DOHA: The Syrian National Council elected veteran dissident George Sabra Friday as its new president but delayed a key decision on uniting the broader opposition, while a main civilian activist grouping quit the group’s ranks.
The move came amid rising concerns about Syria’s refugee situation and tension on Syria’s borders with both Turkey and Israel.
Sabra, a Christian leftist and former political prisoner, lost a bid to join the SNC’s leadership body earlier this week but was named when an elected figure pulled out.
His first comments after being named to the SNC’s top post focused on international assistance.
“We need only one thing to support our right to survive and to protect ourselves: we need weapons, we need weapons,” he told reporters in the Qatari capital.
The SNC is now scheduled to vote Saturday on an American-backed initiative aimed at restructuring the Syrian opposition.

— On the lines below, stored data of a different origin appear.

//! Persisted user-defined themes.
//!
//! Stored as a JSON object with a top-level `"themes"` key:
//!
//! ```json
//! {
//!     "themes": {
//!         "Custom": {
//!             "TextColor": "#e0e0e0",
//!             "BackgroundColor": "#101010",
//!             "MainWindowBackground": "#202020",
//!             "SelectionColor": "#3366cc",
//!             "GradientColors": "#101010 #181818 #202020"
//!         }
//!     }
//! }
//! ```
//!
//! Entries that do not describe a complete theme are skipped with a warning
//! rather than making every other theme unreadable.

use std::collections::BTreeMap;
use std::path::{Path, PathBuf};

use serde_json::Value;
use sumatra_core::ThemeColors;
use thiserror::Error;
use tracing::{debug, warn};

use super::document::{read_document, write_document, DocumentError};

/// Top-level key holding the theme map.
pub const THEMES_KEY: &str = "themes";

/// Error type for theme store operations.
#[derive(Debug, Error)]
pub enum ThemeStoreError {
    /// `"themes"` exists but is not an object.
    #[error("{path}: \"themes\" must be an object")]
    NotAMap { path: PathBuf },

    /// Reading or writing the document failed.
    #[error(transparent)]
    Document(#[from] DocumentError),
}

/// JSON-backed store of custom themes.
#[derive(Debug, Clone)]
pub struct ThemeStore {
    path: PathBuf,
}

impl ThemeStore {
    pub fn new(path: impl Into<PathBuf>) -> Self {
        Self { path: path.into() }
    }

    pub fn path(&self) -> &Path {
        &self.path
    }

    /// Returns every valid stored theme by name.
    ///
    /// A missing document is an empty store.
    ///
    /// # Errors
    ///
    /// Read/parse failures, or [`ThemeStoreError::NotAMap`].
    pub fn load_all(&self) -> Result<BTreeMap<String, ThemeColors>, ThemeStoreError> {
        let Some(document) = read_document(&self.path)? else {
            return Ok(BTreeMap::new());
        };
        let entries = match document.get(THEMES_KEY) {
            None | Some(Value::Null) => return Ok(BTreeMap::new()),
            Some(Value::Object(entries)) => entries,
            Some(_) => {
                return Err(ThemeStoreError::NotAMap {
                    path: self.path.clone(),
                })
            }
        };

        let mut themes = BTreeMap::new();
        for (name, value) in entries {
            match serde_json::from_value::<ThemeColors>(value.clone()) {
                Ok(colors) => {
                    themes.insert(name.clone(), colors);
                }
                Err(e) => warn!(theme = %name, "skipping unreadable custom theme: {e}"),
            }
        }
        Ok(themes)
    }

    /// Looks up a stored theme by name.
    pub fn get(&self, name: &str) -> Result<Option<ThemeColors>, ThemeStoreError> {
        Ok(self.load_all()?.remove(name))
    }

    /// Inserts or overwrites the theme called `name`.
    ///
    /// # Errors
    ///
    /// Read/parse/write failures, or [`ThemeStoreError::NotAMap`].
    pub fn upsert(&self, name: &str, colors: &ThemeColors) -> Result<(), ThemeStoreError> {
        let mut document = read_document(&self.path)?.unwrap_or_default();
        let entry = document
            .entry(THEMES_KEY)
            .or_insert_with(|| Value::Object(Default::default()));
        if entry.is_null() {
            *entry = Value::Object(Default::default());
        }
        let Value::Object(entries) = entry else {
            return Err(ThemeStoreError::NotAMap {
                path: self.path.clone(),
            });
        };

        let value = serde_json::to_value(colors).map_err(|source| DocumentError::Serialize {
            path: self.path.clone(),
            source,
        })?;
        entries.insert(name.to_string(), value);
        debug!(theme = %name, "storing custom theme");
        write_document(&self.path, &document)?;
        Ok(())
    }
}

// ── Tests ─────────────────────────────────────────────────────────────────────

#[cfg(test)]
mod tests {
    use super::*;
    use sumatra_core::{BuiltinTheme, ColorSetting};
    use tempfile::TempDir;

    fn store_in(dir: &TempDir) -> ThemeStore {
        ThemeStore::new(dir.path().join("backup_db.json"))
    }

    #[test]
    fn test_missing_document_is_empty_store() {
        let dir = TempDir::new().unwrap();
        assert!(store_in(&dir).load_all().unwrap().is_empty());
    }

    #[test]
    fn test_upsert_then_get() {
        // Arrange
        let dir = TempDir::new().unwrap();
        let store = store_in(&dir);
        let colors = BuiltinTheme::Dracula.colors();

        // Act
        store.upsert("Custom", &colors).unwrap();

        // Assert
        assert_eq!(store.get("Custom").unwrap(), Some(colors));
        assert_eq!(store.get("Other").unwrap(), None);
    }

    #[test]
    fn test_upsert_overwrites_existing_slot() {
        let dir = TempDir::new().unwrap();
        let store = store_in(&dir);
        store.upsert("Custom", &BuiltinTheme::Dark.colors()).unwrap();

        let mut changed = BuiltinTheme::Dark.colors();
        changed.set(ColorSetting::TextColor, "#abcdef");
        store.upsert("Custom", &changed).unwrap();

        let all = store.load_all().unwrap();
        assert_eq!(all.len(), 1);
        assert_eq!(all["Custom"].get(ColorSetting::TextColor), "#abcdef");
    }

    #[test]
    fn test_upsert_preserves_ledger_key() {
        let dir = TempDir::new().unwrap();
        let store = store_in(&dir);
        std::fs::write(store.path(), r#"{"backup records": [{"a.txt": "t"}]}"#).unwrap();

        store.upsert("Custom", &BuiltinTheme::Light.colors()).unwrap();

        let json: Value =
            serde_json::from_str(&std::fs::read_to_string(store.path()).unwrap()).unwrap();
        assert_eq!(json["backup records"][0]["a.txt"], "t");
        assert_eq!(json["themes"]["Custom"]["TextColor"], "#000000");
    }

    #[test]
    fn test_incomplete_entry_is_skipped() {
        let dir = TempDir::new().unwrap();
        let store = store_in(&dir);
        std::fs::write(
            store.path(),
            r##"{"themes": {"Broken": {"TextColor": "#000000"}}}"##,
        )
        .unwrap();

        assert!(store.load_all().unwrap().is_empty());
    }

    #[test]
    fn test_non_object_themes_is_rejected() {
        let dir = TempDir::new().unwrap();
        let store = store_in(&dir);
        std::fs::write(store.path(), r#"{"themes": []}"#).unwrap();

        assert!(matches!(store.load_all(), Err(ThemeStoreError::NotAMap { .. })));
        assert!(matches!(
            store.upsert("Custom", &BuiltinTheme::Light.colors()),
            Err(ThemeStoreError::NotAMap { .. })
        ));
    }
}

“We requested a postponement of 24 hours – we are in the electoral process,” Ahmad Ramadan, a member of the new team, told AFP.
But the Local Coordination Committees, a major network of on-the-ground activists, said it had withdrawn from the SNC over its failure to adopt “serious and effective” reforms to make it more representative.
“It is clear to us now that the Syrian National Council is not fit to assume such a role, especially after the disappointing results of its restructuring attempts,” said the LCC.
LCC spokeswoman Rima Fleihan told AFP that “nothing has changed in how the Council works, despite a reform project, because the new structure is under the near-total control of the Muslim Brotherhood.”
Sabra succeeds Abdel-Basset Sayda, a Kurd, as SNC president.
Representatives of various opposition groups were said to be close to reaching an agreement over a united structure when they gathered in Doha Thursday. But representatives of the SNC, which is vying to keep its leading role and is under U.S. pressure to unite, voiced reservations about the initiative, based on a proposal tabled by Seif.
Under the plan, the new opposition body would name a transitional government of some 10 members, and a military council.
U.S. Secretary of State Hillary Clinton last week called the SNC unrepresentative of opposition forces on the ground and said it “can no longer be viewed as the visible leader of the opposition.”The SNC, which fears marginalization in a new structure, in return accused Washington of undermining the revolt and “sowing the seeds of division.”
Ahmad Ben Helli, deputy head of the Arab League, said delegates had been urged to overcome the divisions that have dogged their efforts to unseat Assad.
Qatar’s Prime Minister Sheikh Hamad bin Jassem al-Thani, on opening the meetings, urged them to “unify their ranks and positions and to prioritize the interests of their nation and people over their own personal interests.”
Sources said Sheikh Hamad told delegates Thursday to “get a move on” in a closed meeting.
“The Qataris are not to going to let them leave here in failure after all this investment,” said a diplomatic source on the sidelines of the Doha meetings.
The SNC came under fire this week when elections meant to expand its leadership saw it choose a 40-member general secretariat that included many Islamists but no women and few members of Syria’s ethnic and religious minorities.
The moves in Doha came as at least 11,000 Syrians poured into neighboring countries in a single day, according to U.N. officials, who warned about an expected sharp increase in refugee numbers.
Turkey said Friday that 8,000 more refugees had fled across the frontier in the last 24 hours, while Syrian rebels secured the latest border crossing with their northern neighbor in the town of Ras al-Ain.
The fierce clashes there killed at least 16 Syrian soldiers and 10 rebels Thursday, the Britain-based Syrian Observatory for Human Rights said.
Meanwhile, Israel’s Deputy Prime Minister Moshe Yaalon warned Damascus it would act to defend its sovereignty if the fighting in Syria continued to spill over into the occupied Golan Heights.
His remarks, published on his official Twitter account, were made a day after three stray mortar rounds fired from Syria hit the Golan.
“We see the Syrian regime as responsible for what is happening along the border,” said Yaalon, a senior Cabinet minister and former armed forces chief of staff.
“The current situation in Syria could carry on for an extended and bloody period. If we see that it spills over in our direction, we know how to defend the citizens and the sovereignty of the State of Israel,” said the minister, who holds the strategic affairs portfolio.
In an interview broadcast Friday, Syrian President Bashar Assad said his country was “not in a state of civil war,” and added that he had no regrets about any decisions he had made since the uprising against him began nearly 20 months ago.
He also vowed to stay on as president until at least 2014 when presidential elections were scheduled to take place, while accusing Turkish Prime Minister Recep Tayyip Erdogan of behaving like an Ottoman sultan and thinking he was a “caliph.”
Erdogan, one of the backers of the rebel Free Syrian Army, has shifted his policy on Syria from “zero problems to zero friends,” said Assad, who said he last spoke with Erdogan in May 2011.
In Syria, fighting and violence claimed an estimated 120 lives amid a wave of street protests held under the slogan “time to march on Damascus,” a reference to the recent surge of fighting in the capital between government forces and rebels.